Aim of the task >> Give the total number of lines in the data below that include "SharedClock", and nothing else.

Data for the task >>
★ ★ ★
impl<E: std::fmt::Display> std::fmt::Display for BreakerCallError<E> {
    fn fmt(&self, f: &mut std::fmt::Formatter<'_>) -> std::fmt::Result {
        match self {
            BreakerCallError::Open(e) => write!(f, "{}", e),
            BreakerCallError::Inner(e) => write!(f, "{}", e),
        }
    }
}

impl<E: std::fmt::Debug + std::fmt::Display> std::error::Error for BreakerCallError<E> {}

pub struct CircuitBreaker {
    config: CircuitBreakerConfig,
    clock: SharedClock,
    inner: Mutex<BreakerInner>,
    total_trips: AtomicU64,
    rejected_calls: AtomicU64,
}

impl CircuitBreaker {
    pub fn new(config: CircuitBreakerConfig, clock: SharedClock) -> Self {
        let cooldown = config.cooldown;
        Self {
            config,
            clock,
            inner: Mutex::new(BreakerInner {
                state: CircuitState::Closed,
                failure_count: 0,
                last_failure_at: None,
                cooldown_until: None,
                current_cooldown: cooldown,
                trial_in_flight: false,
                generation: 0,
            }),
            total_trips: AtomicU64::new(0),
            rejected_calls: AtomicU64::new(0),
        }
    }

    pub fn name(&self) -> &str {
        &self.config.name
    }

    fn lock(&self) -> std::sync::MutexGuard<'_, BreakerInner> {
        // Every critical section leaves the state consistent, so a poisoned lock is still usable
        self.inner.lock().unwrap_or_else(|poisoned| poisoned.into_inner())
    }

    pub fn state(&self) -> CircuitState {
        self.lock().state
    }

    pub fn snapshot(&self) -> BreakerSnapshot {
        let now = self.clock.now();
        let inner = self.lock();
        BreakerSnapshot {
            name: self.config.name.clone(),
            state: inner.state,
            failure_count: inner.failure_count,
            last_failure_at: inner.last_failure_at,
            cooldown_remaining_ms: inner
                .cooldown_until
                .map(|until| until.saturating_duration_since(now).as_millis() as u64)
                .unwrap_or(0),
            total_trips: self.total_trips.load(Ordering::Relaxed),
            rejected_calls: self.rejected_calls.load(Ordering::Relaxed),
        }
    }

    pub fn total_trips(&self) -> u64 {
        self.total_trips.load(Ordering::Relaxed)
    }

    /// Ask permission for one call. The returned permit must be resolved with
    /// [`Permit::success`] or [`Permit::failure`]; dropping it unresolved frees a
    /// HalfOpen trial slot without changing state.
    pub fn try_acquire(&self) -> Result<Permit<'_>, CircuitOpenError> {
        let now = self.clock.now();
        let mut inner = self.lock();

        match inner.state {
            CircuitState::Closed => Ok(Permit::new(self, inner.generation, false)),
            CircuitState::Open => {
                let until = inner.cooldown_until.unwrap_or(now);
                if now >= until {
                    inner.state = CircuitState::HalfOpen;
                    inner.trial_in_flight = true;
                    inner.generation += 1;
                    debug!(breaker = %self.config.name, "Circuit half-open, allowing one trial call");
                    Ok(Permit::new(self, inner.generation, true))
                } else {
                    drop(inner);
                    self.rejected_calls.fetch_add(1, Ordering::Relaxed);
                    Err(self.open_error(until - now))
                }
            }
            CircuitState::HalfOpen => {
                if inner.trial_in_flight {
                    drop(inner);
                    self.rejected_calls.fetch_add(1, Ordering::Relaxed);
                    Err(self.open_error(HALF_OPEN_RETRY_HINT))
                } else {
                    inner.trial_in_flight = true;
                    Ok(Permit::new(self, inner.generation, true))
                }
            }
        }
    }

    fn open_error(&self, retry_after: Duration) -> CircuitOpenError {
        CircuitOpenError {
            breaker: self.config.name.clone(),
            retry_after,
        }
    }

    /// Run `f` through the breaker; every error counts as a failure
    pub async fn call<F, Fut, T, E>(&self, f: F) -> Result<T, BreakerCallError<E>>
    where
        F: FnOnce() -> Fut,
        Fut: Future<Output = Result<T, E>>,
    {
        self.call_with(f, |_| true).await
    }

    /// Run `f` through the breaker. Errors for which `is_failure` returns false mean
    /// the dependency answered, and are recorded as successes.
    pub async fn call_with<F, Fut, T, E, P>(
        &self,
        f: F,
        is_failure: P,
    ) -> Result<T, BreakerCallError<E>>
    where
        F: FnOnce() -> Fut,
        Fut: Future<Output = Result<T, E>>,
        P: FnOnce(&E) -> bool,
    {
        let permit = self.try_acquire().map_err(BreakerCallError::Open)?;

        match f().await {
            Ok(value) => {
                permit.success();
                Ok(value)
            }
            Err(err) => {
                if is_failure(&err) {
                    permit.failure();
                } else {
                    permit.success();
                }
                Err(BreakerCallError::Inner(err))
            }
        }
    }

    fn on_success(&self, generation: u64, trial: bool) {
        let mut inner = self.lock();
        if generation != inner.generation {
            return;
        }

        match inner.state {
            CircuitState::Closed => {
                inner.failure_count = 0;
            }
            CircuitState::HalfOpen if trial => {
                inner.state = CircuitState::Closed;
                inner.failure_count = 0;
                inner.cooldown_until = None;
                inner.current_cooldown = self.config.cooldown;
                inner.trial_in_flight = false;
                inner.generation += 1;
                info!(breaker = %self.config.name, "Circuit closed after successful trial");
            }
            _ => {}
        }
    }

    fn on_failure(&self, generation: u64, trial: bool) {
        let now = self.clock.now();
        let mut inner = self.lock();
        if generation != inner.generation {
            return;
        }
        inner.last_failure_at = Some(self.clock.utc_now());

        match inner.state {
            CircuitState::Closed => {
                inner.failure_count += 1;
                if inner.failure_count >= self.config.failure_threshold {
                    let cooldown = inner.current_cooldown;
                    inner.state = CircuitState::Open;
                    inner.cooldown_until = Some(now + cooldown);
                    inner.generation += 1;
                    self.total_trips.fetch_add(1, Ordering::Relaxed);
                    warn!(
                        breaker = %self.config.name,
                        failures = inner.failure_count,
                        cooldown_ms = cooldown.as_millis() as u64,
                        "Circuit opened"
                    );
                }
            }
            CircuitState::HalfOpen if trial => {
                let extended = inner
                    .current_cooldown
                    .mul_f64(self.config.backoff_multiplier)
                    .min(self.config.max_cooldown);
                inner.current_cooldown = extended;
                inner.state = CircuitState::Open;
                inner.cooldown_until = Some(now + extended);
                inner.trial_in_flight = false;
                inner.generation += 1;
                self.total_trips.fetch_add(1, Ordering::Relaxed);
                warn!(
                    breaker = %self.config.name,
                    cooldown_ms = extended.as_millis() as u64,
                    "Trial call failed, circuit reopened"
                );
            }
            _ => {}
        }
    }

    fn on_abandoned(&self, generation: u64) {
        let mut inner = self.lock();
        if generation == inner.generation && inner.state == CircuitState::HalfOpen {
            inner.trial_in_flight = false;
        }
    }
}

/// Permission to make one guarded call
#[must_use = "resolve the permit with success() or failure()"]
pub struct Permit<'a> {
    breaker: &'a CircuitBreaker,
    generation: u64,
    trial: bool,
    resolved: bool,
}

impl<'a> Permit<'a> {
    fn new(breaker: &'a CircuitBreaker, generation: u64, trial: bool) -> Self {
        Self {
            breaker,
            generation,
            trial,
            resolved: false,
        }
    }

    /// This permit is the single HalfOpen trial
    pub fn is_trial(&self) -> bool {
        self.trial
    }

    pub fn success(mut self) {
        self.resolved = true;
        self.breaker.on_success(self.generation, self.trial);
    }

    pub fn failure(mut self) {
        self.resolved = true;
        self.breaker.on_failure(self.generation, self.trial);
    }
}

impl Drop for Permit<'_> {
    fn drop(&mut self) {
        if !self.resolved && self.trial {
            self.breaker.on_abandoned(self.generation);
        }
    }
}

#[cfg(test)]
mod tests {
    use super::*;
    use crate::coordination::clock::ManualClock;
    use std::sync::atomic::AtomicU32;
    use std::sync::Arc;

    fn breaker(clock: Arc<ManualClock>) -> CircuitBreaker {
        CircuitBreaker::new(
            CircuitBreakerConfig {
                name: "test".into(),
                failure_threshold: 3,
                cooldown: Duration::from_secs(10),
                backoff_multiplier: 2.0,
                max_cooldown: Duration::from_secs(25),
            },
            clock,
        )
    }

    async fn fail(cb: &CircuitBreaker, calls: &AtomicU32) -> Result<(), BreakerCallError<&'static str>> {
        cb.call(|| async {
            calls.fetch_add(1, Ordering::SeqCst);
            Err::<(), _>("boom")
        })
        .await
    }

    #[tokio::test]
    async fn test_opens_after_threshold_and_rejects_without_invoking() {
        let clock = Arc::new(ManualClock::new());
        let cb = breaker(clock.clone());
        let calls = AtomicU32::new(0);

        for _ in 0..3 {
            assert!(matches!(fail(&cb, &calls).await, Err(BreakerCallError::Inner(_))));
        }
        assert_eq!(cb.state(), CircuitState::Open);
        assert_eq!(calls.load(Ordering::SeqCst), 3);

        match fail(&cb, &calls).await {
            Err(BreakerCallError::Open(e)) => {
                assert_eq!(e.breaker, "test");
                assert_eq!(e.retry_after, Duration::from_secs(10));
            }
            other => panic!("expected open error, got {:?}", other.err().map(|e| e.to_string())),
        }
        assert_eq!(calls.load(Ordering::SeqCst), 3);
        assert_eq!(cb.total_trips(), 1);
    }

    #[tokio::test]
    async fn test_success_resets_consecutive_count() {
        let clock = Arc::new(ManualClock::new());
        let cb = breaker(clock);
        let calls = AtomicU32::new(0);

        let _ = fail(&cb, &calls).await;
        let _ = fail(&cb, &calls).await;
        cb.call(|| async { Ok::<_, &str>(()) }).await.unwrap();
        let _ = fail(&cb, &calls).await;
        let _ = fail(&cb, &calls).await;

        assert_eq!(cb.state(), CircuitState::Closed);
    }

    #[tokio::test]
    async fn test_exactly_one_trial_after_cooldown() {
        let clock = Arc::new(ManualClock::new());
        let cb = breaker(clock.clone());
        let calls = AtomicU32::new(0);
        for _ in 0..3 {
            let _ = fail(&cb, &calls).await;
        }

        clock.advance(Duration::from_secs(9));
        assert!(cb.try_acquire().is_err());

        clock.advance(Duration::from_secs(1));
        let trial = cb.try_acquire().expect("trial permitted");
        assert!(trial.is_trial());
        assert_eq!(cb.state(), CircuitState::HalfOpen);
        assert!(cb.try_acquire().is_err(), "second concurrent trial must be refused");

        trial.success();
        assert_eq!(cb.state(), CircuitState::Closed);
        assert_eq!(cb.snapshot().failure_count, 0);
    }

    #[tokio::test]
    async fn test_failed_trial_extends_cooldown_up_to_cap() {
        let clock = Arc::new(ManualClock::new());
        let cb = breaker(clock.clone());
        let calls = AtomicU32::new(0);
        for _ in 0..3 {
            let _ = fail(&cb, &calls).await;
        }

        clock.advance(Duration::from_secs(10));
        cb.try_acquire().unwrap().failure();
        assert_eq!(cb.state(), CircuitState::Open);
        assert_eq!(cb.snapshot().cooldown_remaining_ms, 20_000);

        clock.advance(Duration::from_secs(20));
        cb.try_acquire().unwrap().failure();
        assert_eq!(cb.snapshot().cooldown_remaining_ms, 25_000);

        clock.advance(Duration::from_secs(25));
        cb.try_acquire().unwrap().success();
        assert_eq!(cb.state(), CircuitState::Closed);

        // Cooldown is back to base after recovery
        for _ in 0..3 {
            let _ = fail(&cb, &calls).await;
        }
        assert_eq!(cb.snapshot().cooldown_remaining_ms, 10_000);
    }

    #[tokio::test]
    async fn test_stale_permit_outcome_ignored() {
        let clock = Arc::new(ManualClock::new());
        let cb = breaker(clock.clone());

        let early = cb.try_acquire().unwrap();
        for _ in 0..3 {
            cb.try_acquire().unwrap().failure();
        }
        assert_eq!(cb.state(), CircuitState::Open);

        // Permit issued while Closed cannot close an Open breaker
        early.success();
        assert_eq!(cb.state(), CircuitState::Open);
    }

    #[tokio::test]
    async fn test_dropped_trial_frees_slot() {
        let clock = Arc::new(ManualClock::new());
        let cb = breaker(clock.clone());
        for _ in 0..3 {
            cb.try_acquire().unwrap().failure();
        }
        clock.advance(Duration::from_secs(10));

        drop(cb.try_acquire().unwrap());
        assert_eq!(cb.state(), CircuitState::HalfOpen);
        assert!(cb.try_acquire().is_ok());
    }

    #[tokio::test]
    async fn test_non_failure_errors_do_not_trip() {
        let clock = Arc::new(ManualClock::new());
        let cb = breaker(clock);

        for _ in 0..5 {
            let res = cb
                .call_with(|| async { Err::<(), _>("rejected") }, |_| false)
                .await;
            assert!(matches!(res, Err(BreakerCallError::Inner("rejected"))));
        }
        assert_eq!(cb.state(), CircuitState::Closed);
    }

    #[tokio::test]
    async fn test_concurrent_failures_trip_once() {
        let clock = Arc::new(ManualClock::new());
        let cb = Arc::new(breaker(clock));

        let permits: Vec<_> = (0..10).map(|_| cb.try_acquire().unwrap()).collect();
        for permit in permits {
            permit.failure();
        }
        assert_eq!(cb.state(), CircuitState::Open);
        assert_eq!(cb.total_trips(), 1);
    }
}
★ ★ ★
Your response >> 2